Gün gelecek, kadınlara yapılan bu eziyetin hesabını tüm dünyadan soracaktı, buna inancı ile güçlü kalmaya çalışıyordu.

" Buradan gitmek istiyorum, yalvarırım artık beni rahat bırak. Ya öldür beni ya rahat bırak. Ben bir insanım, senin gibi şerefsiz bir pisliğin maşası değilim. Şu an karşısında oturup, seni dinliyor olmak bile midemin bulanmasına sebep oluyor. Sen bir insan kesinlikle olamazsın. " dedi hüzünlü ve net bir sesle.

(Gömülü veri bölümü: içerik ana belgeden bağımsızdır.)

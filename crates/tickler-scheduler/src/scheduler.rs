//! Job scheduler implementation.

use std::sync::Arc;
use std::time::Duration;

use chrono::{DateTime, Utc};
use tokio::sync::watch;
use tokio::time::sleep;
use tracing::{debug, info, warn};

use crate::{Job, JobId, JobStatus, JobStore, SchedulerError};

/// How long a job stays in `Executing` while its work is simulated.
pub const DEFAULT_WORK_DURATION: Duration = Duration::from_secs(2);

/// Scheduler tuning.
#[derive(Debug, Clone, Copy, PartialEq, Eq)]
pub struct SchedulerConfig {
    /// Time spent between entering `Executing` and reaching `Executed`.
    pub work_duration: Duration,
}

impl Default for SchedulerConfig {
    fn default() -> Self {
        Self {
            work_duration: DEFAULT_WORK_DURATION,
        }
    }
}

/// The job scheduler.
///
/// Owns the job store. Each created job gets its own timer task that holds a
/// clone of the store and the shutdown receiver; tasks never share anything
/// else. Dropping the scheduler closes the shutdown channel, which stops any
/// timer that has not fired yet.
#[derive(Debug)]
pub struct Scheduler {
    store: Arc<JobStore>,
    config: SchedulerConfig,
    shutdown_tx: watch::Sender<bool>,
    shutdown_rx: watch::Receiver<bool>,
}

impl Default for Scheduler {
    fn default() -> Self {
        Self::new()
    }
}

impl Scheduler {
    /// Create a scheduler with the default work duration.
    pub fn new() -> Self {
        Self::with_config(SchedulerConfig::default())
    }

    /// Create a scheduler with explicit tuning.
    pub fn with_config(config: SchedulerConfig) -> Self {
        let (shutdown_tx, shutdown_rx) = watch::channel(false);
        Self {
            store: Arc::new(JobStore::new()),
            config,
            shutdown_tx,
            shutdown_rx,
        }
    }

    /// Schedule a new one-shot job and start its timer.
    #[tracing::instrument(skip_all, fields(execute_at = %execute_at))]
    pub async fn create_job(
        &self,
        description: String,
        execute_at: DateTime<Utc>,
    ) -> Result<Job, SchedulerError> {
        if self.is_shutting_down() {
            return Err(SchedulerError::ShuttingDown);
        }

        if execute_at <= Utc::now() {
            return Err(SchedulerError::Validation(format!(
                "execution time must be in the future, got {}",
                execute_at.to_rfc3339()
            )));
        }

        let job = Job::new(description, execute_at);
        let id = job.id;

        // Stored before the timer exists, so the timer always finds its job
        self.store.put(job.clone()).await;

        let timer = tokio::spawn(run_timer(
            Arc::clone(&self.store),
            id,
            execute_at,
            self.config.work_duration,
            self.shutdown_rx.clone(),
        ));

        if self.store.attach_timer(&id, timer.abort_handle()).await.is_err() {
            debug!(job_id = %id, "job removed before its timer was attached");
        }

        info!(job_id = %id, execute_at = %execute_at, "scheduled job");
        Ok(job)
    }

    /// List all jobs currently held, ordered by execution time.
    pub async fn get_jobs(&self) -> Vec<Job> {
        let mut jobs = self.store.list().await;
        jobs.sort_by(|a, b| a.execute_at.cmp(&b.execute_at).then(a.id.cmp(&b.id)));
        jobs
    }

    /// Get a job by id.
    pub async fn get_job(&self, id: &JobId) -> Result<Job, SchedulerError> {
        self.store.get(id).await
    }

    /// Cancel a scheduled job and remove it.
    ///
    /// Fails with `InvalidState` once the job has started executing.
    #[tracing::instrument(skip_all, fields(job_id = %id))]
    pub async fn cancel_job(&self, id: &JobId) -> Result<Job, SchedulerError> {
        let job = self.store.remove_if(id, Job::cancel).await?;
        info!(job_id = %id, "cancelled job");
        Ok(job)
    }

    /// Number of jobs currently held.
    pub async fn job_count(&self) -> usize {
        self.store.len().await
    }

    /// Stop all timers that have not fired yet and refuse new jobs.
    ///
    /// Jobs already executing still finish. Returns how many jobs were left
    /// scheduled.
    pub async fn shutdown(&self) -> usize {
        // send_replace never fails, even with every timer gone
        self.shutdown_tx.send_replace(true);
        let pending = self.store.count_with_status(JobStatus::Scheduled).await;
        info!(pending, "scheduler shut down");
        pending
    }

    pub fn is_shutting_down(&self) -> bool {
        *self.shutdown_rx.borrow()
    }
}

/// Timer task for one job: wait for `execute_at`, then run the execution
/// transition unless the job was cancelled first.
async fn run_timer(
    store: Arc<JobStore>,
    id: JobId,
    execute_at: DateTime<Utc>,
    work_duration: Duration,
    mut shutdown_rx: watch::Receiver<bool>,
) {
    tokio::select! {
        _ = wait_until(execute_at) => {}
        _ = shutdown_rx.wait_for(|stopped| *stopped) => {
            debug!(job_id = %id, "timer stopped by shutdown");
            return;
        }
    }

    match store.mutate(&id, Job::begin_execution).await {
        Ok(true) => {}
        Ok(false) => {
            debug!(job_id = %id, "job no longer scheduled, skipping");
            return;
        }
        Err(_) => {
            debug!(job_id = %id, "job removed before firing, skipping");
            return;
        }
    }

    info!(job_id = %id, "executing job");

    // Executing is a commit point: nothing but this task moves the job on, so
    // the lock is not held across the work.
    sleep(work_duration).await;

    let executed_at = Utc::now();
    match store
        .mutate(&id, |job| job.finish_execution(executed_at))
        .await
    {
        Ok(Ok(())) => info!(job_id = %id, executed_at = %executed_at, "job executed"),
        Ok(Err(e)) => warn!(job_id = %id, error = %e, "could not complete job"),
        Err(_) => debug!(job_id = %id, "job removed while executing"),
    }
}

/// Sleep until the wall clock reaches `at`.
///
/// Loops because the monotonic timer and the wall clock can disagree slightly;
/// the job must never fire before its execution time.
async fn wait_until(at: DateTime<Utc>) {
    loop {
        let remaining = at - Utc::now();
        match remaining.to_std() {
            Ok(duration) if !duration.is_zero() => sleep(duration).await,
            _ => return,
        }
    }
}
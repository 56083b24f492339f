//! Tickler: in-memory job scheduler over HTTP
//!
//! Main binary with subcommands:
//! - `serve`: Run the REST API and the scheduler
//! - `config`: Print the resolved configuration

use std::path::{Path, PathBuf};

use clap::{Args, Parser, Subcommand};
use miette::Result;
use tracing::level_filters::LevelFilter;
use tracing_appender::non_blocking::WorkerGuard;
use tracing_appender::rolling::{RollingFileAppender, Rotation};
use tracing_subscriber::{EnvFilter, fmt, layer::SubscriberExt, util::SubscriberInitExt};

use crate::config::{Config, Overrides};

mod config;
mod server;

#[derive(Parser)]
#[command(name = "tickler")]
#[command(about = "In-memory job scheduler served over HTTP", long_about = None)]
struct Cli {
    #[command(subcommand)]
    command: Commands,
}

#[derive(Subcommand)]
enum Commands {
    /// Run the REST API and the scheduler
    Serve {
        #[command(flatten)]
        config: ConfigArgs,
    },

    /// Print the resolved configuration as TOML
    Config {
        #[command(flatten)]
        config: ConfigArgs,
    },
}

#[derive(Args)]
struct ConfigArgs {
    /// Extra config file, applied after the default locations
    #[arg(long, env = "TICKLER_CONFIG")]
    config: Option<PathBuf>,

    /// Address to listen on
    #[arg(long, env = "REST_HOST")]
    host: Option<String>,

    /// Port to listen on
    #[arg(long, env = "REST_PORT")]
    port: Option<u16>,

    /// Log level (trace, debug, info, warn, error)
    #[arg(long, env = "LOG_LEVEL")]
    log_level: Option<String>,

    /// Append logs to this file as well as stdout (empty to disable)
    #[arg(long, env = "LOG_FILE")]
    log_file: Option<PathBuf>,

    /// Simulated work time per job in milliseconds
    #[arg(long, env = "TICKLER_WORK_DURATION_MS")]
    work_duration_ms: Option<u64>,
}

impl ConfigArgs {
    fn resolve(self) -> Result<Config> {
        let overrides = Overrides {
            host: self.host,
            port: self.port,
            log_level: self.log_level,
            log_file: self.log_file,
            work_duration_ms: self.work_duration_ms,
        };
        Config::load(self.config.as_deref(), overrides).map_err(|e| miette::miette!("{}", e))
    }
}

#[tokio::main]
async fn main() -> Result<()> {
    let cli = Cli::parse();

    match cli.command {
        Commands::Serve { config } => {
            let config = config.resolve()?;
            // Keep the guard alive so buffered file logs are flushed on exit
            let _log_guard = init_tracing(&config);
            server::run(config).await
        }

        Commands::Config { config } => {
            let config = config.resolve()?;
            let rendered = config.to_toml().map_err(|e| miette::miette!("{}", e))?;
            print!("{rendered}");
            Ok(())
        }
    }
}

/// Initialize tracing with stdout output and, if configured, a log file.
///
/// `RUST_LOG` takes precedence over the configured level. A log file that
/// cannot be opened is reported and skipped.
fn init_tracing(config: &Config) -> Option<WorkerGuard> {
    let level = config.log_level.to_lowercase().parse::<LevelFilter>();
    let env_filter = EnvFilter::try_from_default_env().unwrap_or_else(|_| {
        EnvFilter::new(level.as_ref().copied().unwrap_or(LevelFilter::INFO).to_string())
    });

    let mut file_error = None;
    let (file_layer, guard) = match config.log_file() {
        Some(path) => match log_file_appender(path) {
            Ok(appender) => {
                let (writer, guard) = tracing_appender::non_blocking(appender);
                (
                    Some(fmt::layer().with_writer(writer).with_ansi(false)),
                    Some(guard),
                )
            }
            Err(e) => {
                file_error = Some((path.to_path_buf(), e));
                (None, None)
            }
        },
        None => (None, None),
    };

    tracing_subscriber::registry()
        .with(env_filter)
        .with(fmt::layer())
        .with(file_layer)
        .init();

    if let Err(e) = level {
        tracing::warn!(level = %config.log_level, error = %e, "unknown log level, using info");
    }
    if let Some((path, e)) = file_error {
        tracing::warn!(path = %path.display(), error = %e, "failed to open log file, logging to stdout only");
    }

    guard
}

/// Appender that writes to exactly `path`, never rotating.
fn log_file_appender(path: &Path) -> Result<RollingFileAppender> {
    let file_name = path
        .file_name()
        .ok_or_else(|| miette::miette!("log file path has no file name"))?;
    let dir = match path.parent() {
        Some(parent) if !parent.as_os_str().is_empty() => parent,
        _ => Path::new("."),
    };

    RollingFileAppender::builder()
        .rotation(Rotation::NEVER)
        .filename_prefix(file_name.to_string_lossy())
        .build(dir)
        .map_err(|e| miette::miette!("{}", e))
}
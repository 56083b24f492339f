//! API routes.

use std::sync::Arc;

use axum::{
    Json, Router,
    extract::{Path, State, rejection::JsonRejection},
    http::StatusCode,
    response::IntoResponse,
    routing::get,
};
use chrono::{DateTime, Utc};
use serde::{Deserialize, Serialize};
use serde_json::json;
use tower_http::trace::TraceLayer;

use tickler_scheduler::{Job, JobId, Scheduler, SchedulerError};

use crate::WebError;

/// Shared state for the API server.
pub struct AppState {
    pub scheduler: Arc<Scheduler>,
}

/// Body of `POST /jobs`.
#[derive(Debug, Clone, Serialize, Deserialize)]
pub struct CreateJobRequest {
    #[serde(default)]
    pub description: String,
    pub execute_at: DateTime<Utc>,
}

/// Create the API router.
pub fn create_router(scheduler: Arc<Scheduler>) -> Router {
    let state = Arc::new(AppState { scheduler });

    Router::new()
        .route("/jobs", get(list_jobs).post(create_job))
        .route("/jobs/{id}", get(get_job).delete(cancel_job))
        .route("/health", get(health))
        .layer(TraceLayer::new_for_http())
        .with_state(state)
}

async fn create_job(
    State(state): State<Arc<AppState>>,
    payload: Result<Json<CreateJobRequest>, JsonRejection>,
) -> Result<Json<Job>, WebError> {
    let Json(request) = payload.map_err(|e| WebError::BadRequest(e.body_text()))?;

    let job = state
        .scheduler
        .create_job(request.description, request.execute_at)
        .await?;

    Ok(Json(job))
}

async fn list_jobs(State(state): State<Arc<AppState>>) -> Json<Vec<Job>> {
    Json(state.scheduler.get_jobs().await)
}

async fn get_job(
    State(state): State<Arc<AppState>>,
    Path(id): Path<String>,
) -> Result<Json<Job>, WebError> {
    let id: JobId = id.parse()?;
    Ok(Json(state.scheduler.get_job(&id).await?))
}

/// Unknown ids are a client error here, not a 404.
async fn cancel_job(
    State(state): State<Arc<AppState>>,
    Path(id): Path<String>,
) -> Result<StatusCode, WebError> {
    let result = match id.parse::<JobId>() {
        Ok(id) => state.scheduler.cancel_job(&id).await,
        Err(e) => Err(e),
    };

    match result {
        Ok(_) => Ok(StatusCode::NO_CONTENT),
        Err(e @ SchedulerError::JobNotFound(_)) => Err(WebError::BadRequest(e.to_string())),
        Err(e) => Err(e.into()),
    }
}

async fn health(State(state): State<Arc<AppState>>) -> impl IntoResponse {
    Json(json!({
        "status": if state.scheduler.is_shutting_down() { "shutting_down" } else { "ok" },
        "jobs": state.scheduler.job_count().await,
        "version": env!("CARGO_PKG_VERSION")
    }))
}

#[cfg(test)]
mod tests {
    use super::*;
    use std::time::Duration;

    use axum::body::Body;
    use axum::http::Request;
    use chrono::Duration as ChronoDuration;
    use pretty_assertions::assert_eq;
    use serde_json::Value;
    use tickler_scheduler::{JobStatus, SchedulerConfig};
    use tower::ServiceExt;

    fn test_scheduler() -> Arc<Scheduler> {
        Arc::new(Scheduler::with_config(SchedulerConfig {
            work_duration: Duration::from_millis(20),
        }))
    }

    async fn send(router: Router, request: Request<Body>) -> (StatusCode, Value) {
        let response = router.oneshot(request).await.unwrap();
        let status = response.status();
        let body = axum::body::to_bytes(response.into_body(), usize::MAX)
            .await
            .unwrap();
        let json = if body.is_empty() {
            Value::Null
        } else {
            serde_json::from_slice(&body).unwrap()
        };
        (status, json)
    }

    fn post_job(body: &Value) -> Request<Body> {
        Request::builder()
            .method("POST")
            .uri("/jobs")
            .header("content-type", "application/json")
            .body(Body::from(serde_json::to_string(body).unwrap()))
            .unwrap()
    }

    fn get(uri: &str) -> Request<Body> {
        Request::builder()
            .method("GET")
            .uri(uri)
            .body(Body::empty())
            .unwrap()
    }

    fn delete(uri: &str) -> Request<Body> {
        Request::builder()
            .method("DELETE")
            .uri(uri)
            .body(Body::empty())
            .unwrap()
    }

    #[tokio::test]
    async fn test_create_job() {
        let scheduler = test_scheduler();
        let at = Utc::now() + ChronoDuration::hours(1);

        let (status, json) = send(
            create_router(Arc::clone(&scheduler)),
            post_job(&json!({ "description": "Test Job", "execute_at": at })),
        )
        .await;

        assert_eq!(status, StatusCode::OK);
        assert_eq!(json["description"], "Test Job");
        assert_eq!(json["status"], "scheduled");
        assert!(json.get("executed_at").is_none());

        let id: JobId = json["id"].as_str().unwrap().parse().unwrap();
        assert_eq!(scheduler.get_job(&id).await.unwrap().execute_at, at);
    }

    #[tokio::test]
    async fn test_create_job_without_description() {
        let scheduler = test_scheduler();
        let at = Utc::now() + ChronoDuration::hours(1);

        let (status, json) = send(
            create_router(Arc::clone(&scheduler)),
            post_job(&json!({ "execute_at": at })),
        )
        .await;

        assert_eq!(status, StatusCode::OK);
        assert_eq!(json["description"], "");
        assert_eq!(json["status"], "scheduled");
        assert_eq!(scheduler.job_count().await, 1);
    }

    #[tokio::test]
    async fn test_create_job_in_past_is_bad_request() {
        let scheduler = test_scheduler();
        let at = Utc::now() - ChronoDuration::hours(1);

        let (status, json) = send(
            create_router(Arc::clone(&scheduler)),
            post_job(&json!({ "description": "Past Job", "execute_at": at })),
        )
        .await;

        assert_eq!(status, StatusCode::BAD_REQUEST);
        assert!(json["error"].as_str().unwrap().contains("future"));
        assert_eq!(scheduler.job_count().await, 0);
    }

    #[tokio::test]
    async fn test_create_job_malformed_body_is_bad_request() {
        let router = create_router(test_scheduler());

        let (status, json) = send(
            router.clone(),
            post_job(&json!({ "description": "No time" })),
        )
        .await;
        assert_eq!(status, StatusCode::BAD_REQUEST);
        assert!(json["error"].is_string());

        let request = Request::builder()
            .method("POST")
            .uri("/jobs")
            .header("content-type", "application/json")
            .body(Body::from("{not json"))
            .unwrap();
        let (status, _) = send(router.clone(), request).await;
        assert_eq!(status, StatusCode::BAD_REQUEST);

        let (status, _) = send(
            router,
            post_job(&json!({ "description": "Bad time", "execute_at": "tomorrow" })),
        )
        .await;
        assert_eq!(status, StatusCode::BAD_REQUEST);
    }

    #[tokio::test]
    async fn test_list_jobs() {
        let scheduler = test_scheduler();
        let router = create_router(Arc::clone(&scheduler));

        let (status, json) = send(router.clone(), get("/jobs")).await;
        assert_eq!(status, StatusCode::OK);
        assert_eq!(json, json!([]));

        for i in 1..=2 {
            scheduler
                .create_job(format!("Job {i}"), Utc::now() + ChronoDuration::hours(i))
                .await
                .unwrap();
        }

        let (status, json) = send(router, get("/jobs")).await;
        assert_eq!(status, StatusCode::OK);
        assert_eq!(json.as_array().unwrap().len(), 2);
    }

    #[tokio::test]
    async fn test_get_job() {
        let scheduler = test_scheduler();
        let job = scheduler
            .create_job("Get Job".to_string(), Utc::now() + ChronoDuration::hours(1))
            .await
            .unwrap();

        let (status, json) = send(
            create_router(scheduler),
            get(&format!("/jobs/{}", job.id)),
        )
        .await;

        assert_eq!(status, StatusCode::OK);
        assert_eq!(json["id"], job.id.to_string());
        assert_eq!(json["description"], "Get Job");
    }

    #[tokio::test]
    async fn test_get_unknown_job_is_not_found() {
        let router = create_router(test_scheduler());

        let (status, _) = send(router.clone(), get(&format!("/jobs/{}", JobId::new()))).await;
        assert_eq!(status, StatusCode::NOT_FOUND);

        let (status, _) = send(router, get("/jobs/invalid-id")).await;
        assert_eq!(status, StatusCode::NOT_FOUND);
    }

    #[tokio::test]
    async fn test_cancel_job() {
        let scheduler = test_scheduler();
        let job = scheduler
            .create_job("Delete Job".to_string(), Utc::now() + ChronoDuration::hours(1))
            .await
            .unwrap();
        let router = create_router(Arc::clone(&scheduler));

        let (status, body) = send(router.clone(), delete(&format!("/jobs/{}", job.id))).await;
        assert_eq!(status, StatusCode::NO_CONTENT);
        assert_eq!(body, Value::Null);

        let (status, _) = send(router, get(&format!("/jobs/{}", job.id))).await;
        assert_eq!(status, StatusCode::NOT_FOUND);
    }

    #[tokio::test]
    async fn test_cancel_unknown_job_is_bad_request() {
        let router = create_router(test_scheduler());

        let (status, json) = send(router.clone(), delete(&format!("/jobs/{}", JobId::new()))).await;
        assert_eq!(status, StatusCode::BAD_REQUEST);
        assert!(json["error"].as_str().unwrap().contains("not found"));

        let (status, _) = send(router, delete("/jobs/non-existent-id")).await;
        assert_eq!(status, StatusCode::BAD_REQUEST);
    }

    #[tokio::test(flavor = "multi_thread", worker_threads = 2)]
    async fn test_cancel_executed_job_is_bad_request() {
        let scheduler = test_scheduler();
        let job = scheduler
            .create_job("Quick".to_string(), Utc::now() + ChronoDuration::milliseconds(20))
            .await
            .unwrap();

        for _ in 0..100 {
            if scheduler.get_job(&job.id).await.unwrap().status == JobStatus::Executed {
                break;
            }
            tokio::time::sleep(Duration::from_millis(10)).await;
        }

        let router = create_router(Arc::clone(&scheduler));
        let (status, json) = send(router.clone(), get(&format!("/jobs/{}", job.id))).await;
        assert_eq!(status, StatusCode::OK);
        assert_eq!(json["status"], "executed");
        assert!(json["executed_at"].is_string());

        let (status, _) = send(router, delete(&format!("/jobs/{}", job.id))).await;
        assert_eq!(status, StatusCode::BAD_REQUEST);
    }

    #[tokio::test]
    async fn test_health() {
        let scheduler = test_scheduler();
        scheduler
            .create_job("One".to_string(), Utc::now() + ChronoDuration::hours(1))
            .await
            .unwrap();

        let (status, json) = send(create_router(scheduler), get("/health")).await;
        assert_eq!(status, StatusCode::OK);
        assert_eq!(json["status"], "ok");
        assert_eq!(json["jobs"], 1);
    }

    #[tokio::test]
    async fn test_create_after_shutdown_is_unavailable() {
        let scheduler = test_scheduler();
        scheduler.shutdown().await;

        let (status, _) = send(
            create_router(scheduler),
            post_job(&json!({
                "description": "Late",
                "execute_at": Utc::now() + ChronoDuration::hours(1)
            })),
        )
        .await;
        assert_eq!(status, StatusCode::SERVICE_UNAVAILABLE);
    }
}
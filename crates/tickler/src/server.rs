//! HTTP server lifecycle.

use std::sync::Arc;

use miette::Result;
use tokio::net::TcpListener;
use tracing::info;

use tickler_scheduler::Scheduler;
use tickler_web::create_router;

use crate::config::Config;

/// Serve the REST API until Ctrl-C or SIGTERM, then stop the scheduler.
pub async fn run(config: Config) -> Result<()> {
    let scheduler = Arc::new(Scheduler::with_config(config.scheduler_config()));
    let router = create_router(Arc::clone(&scheduler));

    let addr = config.rest_api.addr();
    let listener = TcpListener::bind(&addr)
        .await
        .map_err(|e| miette::miette!("failed to bind {}: {}", addr, e))?;

    info!(
        work_duration_ms = config.scheduler.work_duration_ms,
        "service listening on http://{}", addr
    );

    axum::serve(listener, router)
        .with_graceful_shutdown(shutdown_signal())
        .await
        .map_err(|e| miette::miette!("{}", e))?;

    let pending = scheduler.shutdown().await;
    info!(pending, "tickler stopped");

    Ok(())
}

async fn shutdown_signal() {
    let ctrl_c = async {
        tokio::signal::ctrl_c().await.ok();
    };

    #[cfg(unix)]
    let terminate = async {
        match tokio::signal::unix::signal(tokio::signal::unix::SignalKind::terminate()) {
            Ok(mut signal) => {
                signal.recv().await;
            }
            Err(e) => {
                tracing::warn!(error = %e, "failed to install SIGTERM handler");
                std::future::pending::<()>().await;
            }
        }
    };

    #[cfg(not(unix))]
    let terminate = std::future::pending::<()>();

    tokio::select! {
        _ = ctrl_c => {}
        _ = terminate => {}
    }

    info!("received shutdown signal");
}
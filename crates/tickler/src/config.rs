//! Service configuration.
//!
//! Layers, later wins: built-in defaults, `/usr/local/etc/tickler.toml`,
//! `./configs/tickler.toml`, an explicit `--config` file, then flags and
//! environment variables.

use std::path::{Path, PathBuf};
use std::time::Duration;

use serde::{Deserialize, Serialize};
use thiserror::Error;

use tickler_scheduler::{DEFAULT_WORK_DURATION, SchedulerConfig};

/// File name looked up in each default config directory.
pub const CONFIG_FILE_NAME: &str = "tickler.toml";

/// Default config directories, lowest priority first.
const CONFIG_DIRS: [&str; 2] = ["/usr/local/etc", "./configs"];

/// Errors that can occur while loading configuration.
#[derive(Debug, Error)]
pub enum ConfigError {
    /// A config file could not be read.
    #[error("failed to read config file {path}: {source}")]
    Read {
        path: PathBuf,
        source: std::io::Error,
    },

    /// A config file is not valid TOML or has the wrong shape.
    #[error("invalid config file {path}: {source}")]
    Parse {
        path: PathBuf,
        source: toml::de::Error,
    },

    /// The merged configuration could not be built.
    #[error("invalid configuration: {0}")]
    Invalid(String),
}

/// Complete service configuration.
#[derive(Debug, Clone, PartialEq, Eq, Serialize, Deserialize)]
#[serde(default)]
pub struct Config {
    /// File that receives a copy of the log output. Empty disables it.
    pub log_file: PathBuf,
    /// Minimum log level when `RUST_LOG` is unset.
    pub log_level: String,
    pub rest_api: RestApiConfig,
    pub scheduler: SchedulerSection,
}

/// Where the REST API listens.
#[derive(Debug, Clone, PartialEq, Eq, Serialize, Deserialize)]
#[serde(default)]
pub struct RestApiConfig {
    pub host: String,
    pub port: u16,
}

#[derive(Debug, Clone, PartialEq, Eq, Serialize, Deserialize)]
#[serde(default)]
pub struct SchedulerSection {
    /// Simulated work time per job, in milliseconds.
    pub work_duration_ms: u64,
}

impl Default for Config {
    fn default() -> Self {
        Self {
            log_file: PathBuf::from("tickler.log"),
            log_level: "info".to_string(),
            rest_api: RestApiConfig::default(),
            scheduler: SchedulerSection::default(),
        }
    }
}

impl Default for RestApiConfig {
    fn default() -> Self {
        Self {
            host: "0.0.0.0".to_string(),
            port: 8080,
        }
    }
}

impl Default for SchedulerSection {
    fn default() -> Self {
        Self {
            work_duration_ms: DEFAULT_WORK_DURATION.as_millis() as u64,
        }
    }
}

impl RestApiConfig {
    /// `host:port` for binding.
    pub fn addr(&self) -> String {
        format!("{}:{}", self.host, self.port)
    }
}

/// Values given on the command line or through the environment.
#[derive(Debug, Clone, Default)]
pub struct Overrides {
    pub host: Option<String>,
    pub port: Option<u16>,
    pub log_level: Option<String>,
    pub log_file: Option<PathBuf>,
    pub work_duration_ms: Option<u64>,
}

impl Config {
    /// Load the default config files plus an optional explicit one, then apply
    /// overrides.
    pub fn load(explicit: Option<&Path>, overrides: Overrides) -> Result<Self, ConfigError> {
        let mut config = Self::from_files(&default_config_paths(), explicit)?;
        config.apply(overrides);
        Ok(config)
    }

    /// Merge `optional` files (skipped when missing) and then `required`
    /// (which must exist) over the defaults.
    pub fn from_files(optional: &[PathBuf], required: Option<&Path>) -> Result<Self, ConfigError> {
        let mut merged = toml::Table::try_from(Config::default())
            .map_err(|e| ConfigError::Invalid(e.to_string()))?;

        for path in optional {
            if path.is_file() {
                merge_tables(&mut merged, read_table(path)?);
            }
        }
        if let Some(path) = required {
            merge_tables(&mut merged, read_table(path)?);
        }

        toml::Value::Table(merged)
            .try_into()
            .map_err(|e: toml::de::Error| ConfigError::Invalid(e.to_string()))
    }

    /// Apply command-line and environment overrides.
    pub fn apply(&mut self, overrides: Overrides) {
        if let Some(host) = overrides.host {
            self.rest_api.host = host;
        }
        if let Some(port) = overrides.port {
            self.rest_api.port = port;
        }
        if let Some(level) = overrides.log_level {
            self.log_level = level;
        }
        if let Some(file) = overrides.log_file {
            self.log_file = file;
        }
        if let Some(ms) = overrides.work_duration_ms {
            self.scheduler.work_duration_ms = ms;
        }
    }

    pub fn scheduler_config(&self) -> SchedulerConfig {
        SchedulerConfig {
            work_duration: Duration::from_millis(self.scheduler.work_duration_ms),
        }
    }

    /// Log file path, or `None` when file logging is disabled.
    pub fn log_file(&self) -> Option<&Path> {
        if self.log_file.as_os_str().is_empty() {
            None
        } else {
            Some(&self.log_file)
        }
    }

    /// Render as TOML.
    pub fn to_toml(&self) -> Result<String, ConfigError> {
        toml::to_string_pretty(self).map_err(|e| ConfigError::Invalid(e.to_string()))
    }
}

/// Default config file locations, lowest priority first.
pub fn default_config_paths() -> Vec<PathBuf> {
    CONFIG_DIRS
        .iter()
        .map(|dir| Path::new(dir).join(CONFIG_FILE_NAME))
        .collect()
}

fn read_table(path: &Path) -> Result<toml::Table, ConfigError> {
    let contents = std::fs::read_to_string(path).map_err(|source| ConfigError::Read {
        path: path.to_path_buf(),
        source,
    })?;
    contents.parse::<toml::Table>().map_err(|source| ConfigError::Parse {
        path: path.to_path_buf(),
        source,
    })
}

/// Recursively overlay `overlay` onto `base`; nested tables merge key by key.
fn merge_tables(base: &mut toml::Table, overlay: toml::Table) {
    for (key, value) in overlay {
        match (base.get_mut(&key), value) {
            (Some(toml::Value::Table(existing)), toml::Value::Table(nested)) => {
                merge_tables(existing, nested);
            }
            (_, value) => {
                base.insert(key, value);
            }
        }
    }
}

Tüm dünyayı ateşe vermek ve kötü insanların cayır cayır yandığını görmek istiyordu.

" Seni buraya sohbet etmek için getirtmedim aptal kadın. Söylemen gereken şey, buradan gitmek istediğin değil, yeni görevinin ne olduğunu sormak olmalı bence, " dedi." İnan bana bu çok daha mantıklı. "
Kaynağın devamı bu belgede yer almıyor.